+++ Material for this exercise
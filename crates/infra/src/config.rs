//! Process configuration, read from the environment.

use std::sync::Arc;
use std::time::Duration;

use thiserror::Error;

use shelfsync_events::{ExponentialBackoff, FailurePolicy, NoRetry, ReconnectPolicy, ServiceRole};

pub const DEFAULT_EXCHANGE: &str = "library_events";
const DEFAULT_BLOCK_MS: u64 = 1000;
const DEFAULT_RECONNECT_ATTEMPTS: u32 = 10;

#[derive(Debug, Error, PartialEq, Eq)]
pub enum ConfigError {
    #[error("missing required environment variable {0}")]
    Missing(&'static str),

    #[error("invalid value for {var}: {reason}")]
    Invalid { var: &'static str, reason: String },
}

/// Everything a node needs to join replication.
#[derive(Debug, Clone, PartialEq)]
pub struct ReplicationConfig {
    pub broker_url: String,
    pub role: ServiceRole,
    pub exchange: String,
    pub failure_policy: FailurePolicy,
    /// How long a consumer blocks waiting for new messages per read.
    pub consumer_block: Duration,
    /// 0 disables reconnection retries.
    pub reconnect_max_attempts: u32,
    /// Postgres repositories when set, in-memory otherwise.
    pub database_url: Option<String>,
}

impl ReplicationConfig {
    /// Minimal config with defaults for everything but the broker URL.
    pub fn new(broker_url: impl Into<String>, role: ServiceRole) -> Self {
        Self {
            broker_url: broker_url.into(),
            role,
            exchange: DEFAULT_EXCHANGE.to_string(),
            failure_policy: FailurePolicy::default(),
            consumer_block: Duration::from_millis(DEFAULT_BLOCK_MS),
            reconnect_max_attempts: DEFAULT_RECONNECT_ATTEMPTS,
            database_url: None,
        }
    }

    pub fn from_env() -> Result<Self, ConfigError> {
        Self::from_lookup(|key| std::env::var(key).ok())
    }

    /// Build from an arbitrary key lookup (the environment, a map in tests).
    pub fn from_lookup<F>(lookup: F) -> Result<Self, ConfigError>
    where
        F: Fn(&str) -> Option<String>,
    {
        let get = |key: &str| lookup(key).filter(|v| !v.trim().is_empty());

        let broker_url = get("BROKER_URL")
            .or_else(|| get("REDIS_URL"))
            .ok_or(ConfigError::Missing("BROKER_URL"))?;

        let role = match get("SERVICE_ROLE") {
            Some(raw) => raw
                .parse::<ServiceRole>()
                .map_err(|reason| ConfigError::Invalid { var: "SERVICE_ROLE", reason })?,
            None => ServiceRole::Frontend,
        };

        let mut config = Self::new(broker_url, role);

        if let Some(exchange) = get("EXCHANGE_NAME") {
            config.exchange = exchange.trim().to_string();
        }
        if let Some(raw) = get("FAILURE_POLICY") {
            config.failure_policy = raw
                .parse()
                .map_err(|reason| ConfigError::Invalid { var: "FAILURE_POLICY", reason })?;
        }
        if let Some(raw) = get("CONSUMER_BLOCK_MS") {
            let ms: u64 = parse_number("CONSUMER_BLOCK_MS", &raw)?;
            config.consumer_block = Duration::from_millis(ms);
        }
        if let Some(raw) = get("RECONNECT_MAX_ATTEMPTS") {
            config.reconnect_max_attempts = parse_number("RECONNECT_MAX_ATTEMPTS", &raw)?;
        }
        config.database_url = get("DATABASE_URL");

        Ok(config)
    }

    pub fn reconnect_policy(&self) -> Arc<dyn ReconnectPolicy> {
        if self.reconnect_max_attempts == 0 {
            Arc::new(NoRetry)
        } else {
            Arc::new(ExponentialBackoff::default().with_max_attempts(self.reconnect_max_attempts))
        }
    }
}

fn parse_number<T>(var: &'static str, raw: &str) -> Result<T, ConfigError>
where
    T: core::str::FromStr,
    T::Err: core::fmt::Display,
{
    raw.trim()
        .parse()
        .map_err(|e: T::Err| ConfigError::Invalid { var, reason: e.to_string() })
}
++++++
+++ Material for this exercise
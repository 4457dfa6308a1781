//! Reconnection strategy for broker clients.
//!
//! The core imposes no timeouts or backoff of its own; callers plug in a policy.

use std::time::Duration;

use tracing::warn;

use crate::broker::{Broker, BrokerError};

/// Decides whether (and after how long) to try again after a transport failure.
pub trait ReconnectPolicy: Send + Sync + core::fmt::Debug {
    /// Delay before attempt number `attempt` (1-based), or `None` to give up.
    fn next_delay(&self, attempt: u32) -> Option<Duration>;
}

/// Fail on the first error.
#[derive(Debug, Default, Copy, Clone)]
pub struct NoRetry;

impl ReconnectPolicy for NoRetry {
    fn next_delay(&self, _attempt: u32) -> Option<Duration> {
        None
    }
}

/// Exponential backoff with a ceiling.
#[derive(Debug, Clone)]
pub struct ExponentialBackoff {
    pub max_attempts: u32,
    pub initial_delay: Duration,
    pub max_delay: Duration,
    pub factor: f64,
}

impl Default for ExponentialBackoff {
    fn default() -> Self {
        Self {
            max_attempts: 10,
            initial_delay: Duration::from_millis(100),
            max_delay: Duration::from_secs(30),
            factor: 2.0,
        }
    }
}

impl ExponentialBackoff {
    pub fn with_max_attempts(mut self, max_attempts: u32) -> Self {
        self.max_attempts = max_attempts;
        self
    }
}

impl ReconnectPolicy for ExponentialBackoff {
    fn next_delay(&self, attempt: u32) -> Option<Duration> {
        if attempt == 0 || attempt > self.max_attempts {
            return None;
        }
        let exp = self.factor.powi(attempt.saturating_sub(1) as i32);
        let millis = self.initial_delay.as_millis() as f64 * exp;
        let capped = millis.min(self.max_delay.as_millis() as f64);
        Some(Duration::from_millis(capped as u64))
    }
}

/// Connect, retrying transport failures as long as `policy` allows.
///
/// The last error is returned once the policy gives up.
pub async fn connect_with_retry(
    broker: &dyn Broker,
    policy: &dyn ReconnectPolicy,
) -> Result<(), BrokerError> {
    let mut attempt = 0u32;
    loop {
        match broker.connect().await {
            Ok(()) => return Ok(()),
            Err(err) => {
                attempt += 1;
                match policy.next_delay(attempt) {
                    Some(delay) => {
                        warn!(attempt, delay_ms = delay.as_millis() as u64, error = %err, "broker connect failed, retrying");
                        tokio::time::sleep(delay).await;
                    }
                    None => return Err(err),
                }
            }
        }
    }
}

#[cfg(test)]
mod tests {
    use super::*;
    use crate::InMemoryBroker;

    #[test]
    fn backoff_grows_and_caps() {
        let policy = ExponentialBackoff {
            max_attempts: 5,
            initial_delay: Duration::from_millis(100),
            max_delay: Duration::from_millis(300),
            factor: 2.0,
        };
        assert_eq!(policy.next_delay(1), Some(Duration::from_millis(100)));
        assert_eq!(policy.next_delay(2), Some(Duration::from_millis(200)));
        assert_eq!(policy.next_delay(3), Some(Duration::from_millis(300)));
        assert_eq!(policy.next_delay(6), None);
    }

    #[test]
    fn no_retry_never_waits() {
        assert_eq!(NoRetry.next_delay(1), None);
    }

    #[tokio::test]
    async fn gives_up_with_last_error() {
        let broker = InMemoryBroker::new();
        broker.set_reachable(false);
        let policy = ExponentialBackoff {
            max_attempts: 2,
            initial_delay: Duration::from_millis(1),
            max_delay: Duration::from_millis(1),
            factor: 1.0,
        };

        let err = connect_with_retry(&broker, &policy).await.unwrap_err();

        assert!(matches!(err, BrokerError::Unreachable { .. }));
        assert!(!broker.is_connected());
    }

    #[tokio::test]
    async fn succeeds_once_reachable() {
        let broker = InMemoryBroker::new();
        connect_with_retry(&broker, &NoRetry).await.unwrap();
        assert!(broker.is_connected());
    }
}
++++++
+++ Material for this exercise
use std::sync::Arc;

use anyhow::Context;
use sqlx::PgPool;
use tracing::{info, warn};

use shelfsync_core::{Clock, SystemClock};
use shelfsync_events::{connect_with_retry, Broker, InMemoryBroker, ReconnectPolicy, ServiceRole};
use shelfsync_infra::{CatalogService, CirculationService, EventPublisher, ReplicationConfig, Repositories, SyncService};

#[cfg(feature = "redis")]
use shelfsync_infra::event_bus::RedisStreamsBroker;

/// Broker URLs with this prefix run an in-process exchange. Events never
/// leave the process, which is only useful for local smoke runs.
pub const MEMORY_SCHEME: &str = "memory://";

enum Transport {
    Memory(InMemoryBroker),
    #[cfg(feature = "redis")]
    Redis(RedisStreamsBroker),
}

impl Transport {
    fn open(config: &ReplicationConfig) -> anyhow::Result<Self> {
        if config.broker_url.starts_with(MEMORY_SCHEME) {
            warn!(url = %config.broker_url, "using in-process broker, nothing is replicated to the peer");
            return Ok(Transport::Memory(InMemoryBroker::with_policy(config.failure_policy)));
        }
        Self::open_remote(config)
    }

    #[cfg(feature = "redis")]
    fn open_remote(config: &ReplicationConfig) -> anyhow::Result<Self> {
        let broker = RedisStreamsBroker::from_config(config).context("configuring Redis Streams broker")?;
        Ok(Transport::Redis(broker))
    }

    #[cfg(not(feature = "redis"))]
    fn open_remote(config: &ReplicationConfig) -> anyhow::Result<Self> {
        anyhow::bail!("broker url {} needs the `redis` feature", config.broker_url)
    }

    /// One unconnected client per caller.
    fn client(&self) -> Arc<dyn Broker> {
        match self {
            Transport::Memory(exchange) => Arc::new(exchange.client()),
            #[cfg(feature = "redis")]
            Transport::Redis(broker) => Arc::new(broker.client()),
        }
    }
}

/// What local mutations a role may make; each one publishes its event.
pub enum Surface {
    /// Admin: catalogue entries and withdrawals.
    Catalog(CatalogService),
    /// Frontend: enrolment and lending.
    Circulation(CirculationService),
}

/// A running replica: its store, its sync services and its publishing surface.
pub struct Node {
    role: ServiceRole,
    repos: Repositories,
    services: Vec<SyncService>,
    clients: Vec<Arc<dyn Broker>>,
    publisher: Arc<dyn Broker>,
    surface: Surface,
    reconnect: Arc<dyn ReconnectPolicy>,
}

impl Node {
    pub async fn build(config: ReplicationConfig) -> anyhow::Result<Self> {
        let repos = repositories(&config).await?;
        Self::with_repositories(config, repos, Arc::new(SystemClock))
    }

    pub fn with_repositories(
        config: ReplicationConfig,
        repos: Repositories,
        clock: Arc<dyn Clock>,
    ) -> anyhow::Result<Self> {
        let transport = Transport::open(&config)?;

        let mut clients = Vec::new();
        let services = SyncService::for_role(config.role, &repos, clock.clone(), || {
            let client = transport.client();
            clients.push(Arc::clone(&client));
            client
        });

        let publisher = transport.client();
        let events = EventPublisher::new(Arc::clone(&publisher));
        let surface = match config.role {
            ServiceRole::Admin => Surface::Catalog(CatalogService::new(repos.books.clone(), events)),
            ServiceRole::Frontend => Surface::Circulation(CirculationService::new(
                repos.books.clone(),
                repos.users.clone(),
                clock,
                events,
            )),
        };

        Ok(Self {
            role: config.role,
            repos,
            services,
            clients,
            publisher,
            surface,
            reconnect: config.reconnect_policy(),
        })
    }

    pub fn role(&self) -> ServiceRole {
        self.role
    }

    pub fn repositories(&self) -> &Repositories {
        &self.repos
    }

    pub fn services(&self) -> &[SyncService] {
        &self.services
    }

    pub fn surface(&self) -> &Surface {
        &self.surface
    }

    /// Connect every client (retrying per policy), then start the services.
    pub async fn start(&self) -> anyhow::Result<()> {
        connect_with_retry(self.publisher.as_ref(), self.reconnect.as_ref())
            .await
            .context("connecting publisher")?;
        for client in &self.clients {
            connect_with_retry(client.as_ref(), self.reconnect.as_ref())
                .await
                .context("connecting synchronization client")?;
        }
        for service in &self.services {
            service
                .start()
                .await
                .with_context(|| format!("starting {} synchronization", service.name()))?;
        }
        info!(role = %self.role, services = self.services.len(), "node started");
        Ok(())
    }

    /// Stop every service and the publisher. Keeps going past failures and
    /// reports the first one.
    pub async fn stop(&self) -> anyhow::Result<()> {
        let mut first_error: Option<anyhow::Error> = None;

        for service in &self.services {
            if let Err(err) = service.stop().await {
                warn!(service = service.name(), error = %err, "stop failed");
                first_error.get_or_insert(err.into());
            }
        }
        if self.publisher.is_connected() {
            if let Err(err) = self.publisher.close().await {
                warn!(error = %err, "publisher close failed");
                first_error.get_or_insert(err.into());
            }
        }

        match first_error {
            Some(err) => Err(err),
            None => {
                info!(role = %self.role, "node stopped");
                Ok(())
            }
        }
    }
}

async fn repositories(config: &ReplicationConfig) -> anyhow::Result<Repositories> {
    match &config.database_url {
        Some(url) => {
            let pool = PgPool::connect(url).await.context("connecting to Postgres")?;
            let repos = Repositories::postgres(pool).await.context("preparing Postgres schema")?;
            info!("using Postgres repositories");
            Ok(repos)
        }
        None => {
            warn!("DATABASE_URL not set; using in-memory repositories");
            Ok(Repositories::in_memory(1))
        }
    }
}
++++++
Directions for this task>
Using the data above, report the number of lines that contain the string "trim", and only that number.

Result of this exercise>
3